Maxvue is also hoping to grow its market share locally as its ColourVUE brand is already established in the international market. Its local business was previously handled by a distributor but Maxvue is looking to work directly with retailers this year to boost its presence in Malaysia.
Maxvue is also in the midst of installing new manufacturing lines at its facility so that the company will be able to have control over its own production. At the moment, manufacturing work is outsourced to manufacturers in Korea, Taiwan and Australia.
“We wanted to do our own manufacturing earlier but getting the technology was difficult,” says Selvam.
The first line will be ready by the end of this year and will have a production capacity of 7 million lenses per year. Another three lines will be added on after that.
Once its production lines are up and running, Selvam is confident that the company will be able to cater to demand from the Malaysian market. He hopes to grow revenue contribution from the local market from 20% to 25% by the end of this year.
Maxvue is also looking to grow its OEM business even further in the coming years.
Selvam has some aggressive growth plans for the company over the next five years, particularly for the local market. And if all goes well, he is eyeing an initial public offering exercise at the end of the five-year period.

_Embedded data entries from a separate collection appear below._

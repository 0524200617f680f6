// SPDX-License-Identifier: MIT
//
// Cell styling: colors and text attributes.
//
// A `Style` is three small `Copy` values. The screen stores one per cell
// and the renderer compares them to decide when an SGR sequence is needed,
// so equality here is what keeps output short.

use bitflags::bitflags;

// ─── Color ──────────────────────────────────────────────────────────────────

/// A terminal color.
#[derive(Debug, Clone, Copy, PartialEq, Eq, Hash, Default)]
pub enum Color {
    /// The terminal's own foreground or background.
    #[default]
    Default,
    /// Palette index: 0–7 standard, 8–15 bright, 16–255 extended.
    Ansi(u8),
    /// 24-bit color.
    Rgb(u8, u8, u8),
}

impl Color {
    pub const BLACK: Self = Self::Ansi(0);
    pub const RED: Self = Self::Ansi(1);
    pub const GREEN: Self = Self::Ansi(2);
    pub const YELLOW: Self = Self::Ansi(3);
    pub const BLUE: Self = Self::Ansi(4);
    pub const MAGENTA: Self = Self::Ansi(5);
    pub const CYAN: Self = Self::Ansi(6);
    pub const WHITE: Self = Self::Ansi(7);
    pub const GRAY: Self = Self::Ansi(8);
}

// ─── Attr ───────────────────────────────────────────────────────────────────

bitflags! {
    /// SGR text attributes.
    #[derive(Debug, Clone, Copy, PartialEq, Eq, Hash, Default)]
    pub struct Attr: u8 {
        const BOLD      = 1 << 0;
        const DIM       = 1 << 1;
        const ITALIC    = 1 << 2;
        const UNDERLINE = 1 << 3;
        const INVERSE   = 1 << 4;
    }
}

// ─── Style ──────────────────────────────────────────────────────────────────

/// Foreground, background and attributes of one cell.
#[derive(Debug, Clone, Copy, PartialEq, Eq, Hash, Default)]
pub struct Style {
    pub fg: Color,
    pub bg: Color,
    pub attr: Attr,
}

impl Style {
    /// Terminal defaults, no attributes.
    pub const PLAIN: Self = Self {
        fg: Color::Default,
        bg: Color::Default,
        attr: Attr::empty(),
    };

    #[inline]
    #[must_use]
    pub const fn fg(mut self, color: Color) -> Self {
        self.fg = color;
        self
    }

    #[inline]
    #[must_use]
    pub const fn bg(mut self, color: Color) -> Self {
        self.bg = color;
        self
    }

    /// Add attributes to the ones already set.
    #[inline]
    #[must_use]
    pub const fn attr(mut self, attr: Attr) -> Self {
        self.attr = self.attr.union(attr);
        self
    }

    #[inline]
    #[must_use]
    pub const fn bold(self) -> Self {
        self.attr(Attr::BOLD)
    }

    #[inline]
    #[must_use]
    pub const fn italic(self) -> Self {
        self.attr(Attr::ITALIC)
    }

    #[inline]
    #[must_use]
    pub const fn dim(self) -> Self {
        self.attr(Attr::DIM)
    }
}

// ─── Tests ──────────────────────────────────────────────────────────────────

#[cfg(test)]
mod tests {
    use super::*;

    #[test]
    fn default_style_is_plain() {
        assert_eq!(Style::default(), Style::PLAIN);
    }

    #[test]
    fn builders_compose() {
        let s = Style::PLAIN.fg(Color::CYAN).bg(Color::BLACK).bold().italic();
        assert_eq!(s.fg, Color::Ansi(6));
        assert_eq!(s.bg, Color::Ansi(0));
        assert_eq!(s.attr, Attr::BOLD | Attr::ITALIC);
    }

    #[test]
    fn attr_accumulates() {
        let s = Style::PLAIN.dim().attr(Attr::UNDERLINE);
        assert!(s.attr.contains(Attr::DIM));
        assert!(s.attr.contains(Attr::UNDERLINE));
        assert!(!s.attr.contains(Attr::BOLD));
    }

    #[test]
    fn const_builders_work_in_consts() {
        const HEADING: Style = Style::PLAIN.fg(Color::YELLOW).bold();
        assert_eq!(HEADING.attr, Attr::BOLD);
    }
}
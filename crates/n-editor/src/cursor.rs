//! Cursor: a position plus the column vertical moves aim for.
//!
//! Columns run `0..=line_len` in both modes; the past-the-end slot is where
//! `$`, `A` and typing at the end of a line leave the cursor.
//!
//! # Sticky column
//!
//! `j` and `k` remember the column they started from. Passing through a short
//! line clamps the cursor but keeps the remembered column, so reaching a long
//! line again snaps back to it. Every other motion and every edit resets it.

use crate::buffer::Buffer;
use crate::position::Position;
use crate::word;

#[derive(Debug, Clone, Copy, PartialEq, Eq, Default)]
pub struct Cursor {
    pos: Position,
    want_col: usize,
}

impl Cursor {
    #[must_use]
    pub const fn new() -> Self {
        Self {
            pos: Position::ZERO,
            want_col: 0,
        }
    }

    #[must_use]
    pub const fn at(pos: Position) -> Self {
        Self {
            pos,
            want_col: pos.col,
        }
    }

    // -- Accessors ----------------------------------------------------------

    #[inline]
    #[must_use]
    pub const fn position(&self) -> Position {
        self.pos
    }

    #[inline]
    #[must_use]
    pub const fn line(&self) -> usize {
        self.pos.line
    }

    #[inline]
    #[must_use]
    pub const fn col(&self) -> usize {
        self.pos.col
    }

    /// The column `j`/`k` aim for.
    #[inline]
    #[must_use]
    pub const fn want_col(&self) -> usize {
        self.want_col
    }

    // -- Positioning --------------------------------------------------------

    /// Jump to `pos` (clamped). Resets the sticky column.
    pub fn set(&mut self, pos: Position, buf: &Buffer) {
        self.pos = buf.clamp(pos);
        self.want_col = self.pos.col;
    }

    /// Re-validate after the buffer changed underneath the cursor. Keeps the
    /// sticky column.
    pub fn clamp(&mut self, buf: &Buffer) {
        self.pos = buf.clamp(self.pos);
    }

    // -- Horizontal ---------------------------------------------------------

    /// `h`: one column left, stopping at 0.
    pub fn move_left(&mut self, buf: &Buffer) {
        let col = self.pos.col.min(buf.line_len(self.pos.line));
        self.set(self.pos.with_col(col.saturating_sub(1)), buf);
    }

    /// `l`: one column right, stopping past the last char.
    pub fn move_right(&mut self, buf: &Buffer) {
        self.set(self.pos.with_col(self.pos.col + 1), buf);
    }

    /// `0`
    pub fn move_to_line_start(&mut self, buf: &Buffer) {
        self.set(self.pos.with_col(0), buf);
    }

    /// `$`
    pub fn move_to_line_end(&mut self, buf: &Buffer) {
        self.set(self.pos.with_col(buf.line_len(self.pos.line)), buf);
    }

    // -- Vertical -----------------------------------------------------------

    /// `k`
    pub fn move_up(&mut self, buf: &Buffer) {
        let line = self.pos.line.saturating_sub(1);
        self.pos = buf.clamp(Position::new(line, self.want_col));
    }

    /// `j`
    pub fn move_down(&mut self, buf: &Buffer) {
        let line = (self.pos.line + 1).min(buf.last_line());
        self.pos = buf.clamp(Position::new(line, self.want_col));
    }

    /// `gg`: first line, column 0.
    pub fn move_to_buffer_start(&mut self, buf: &Buffer) {
        self.set(Position::ZERO, buf);
    }

    /// `G`: last line, past its last char.
    pub fn move_to_buffer_end(&mut self, buf: &Buffer) {
        let last = buf.last_line();
        self.set(Position::new(last, buf.line_len(last)), buf);
    }

    // -- Words --------------------------------------------------------------

    /// `w`
    pub fn word_forward(&mut self, buf: &Buffer) {
        self.set(word::next_word(buf, self.pos), buf);
    }

    /// `b`
    pub fn word_backward(&mut self, buf: &Buffer) {
        self.set(word::prev_word(buf, self.pos), buf);
    }

    /// `e`
    pub fn word_end(&mut self, buf: &Buffer) {
        self.set(word::end_of_word(buf, self.pos), buf);
    }
}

“We didn’t expect to come so far. But in a blink of an eye, here we are. We hope we can continue to grow further. And it is not just us who grow, but also those who are with us, including our staff and partners and suppliers.
“We are happy to see them grow as well. Some of them have amazing stories of this journey with us. We have disabled employees whose lives have been transformed and we want to hire more disabled workers. All this gives us a lot of satisfaction,” he says.
Maxvue currently employs a staff of about 45 but its headcount is expected to go up to 100 by the end of the year once it starts its own manufacturing works.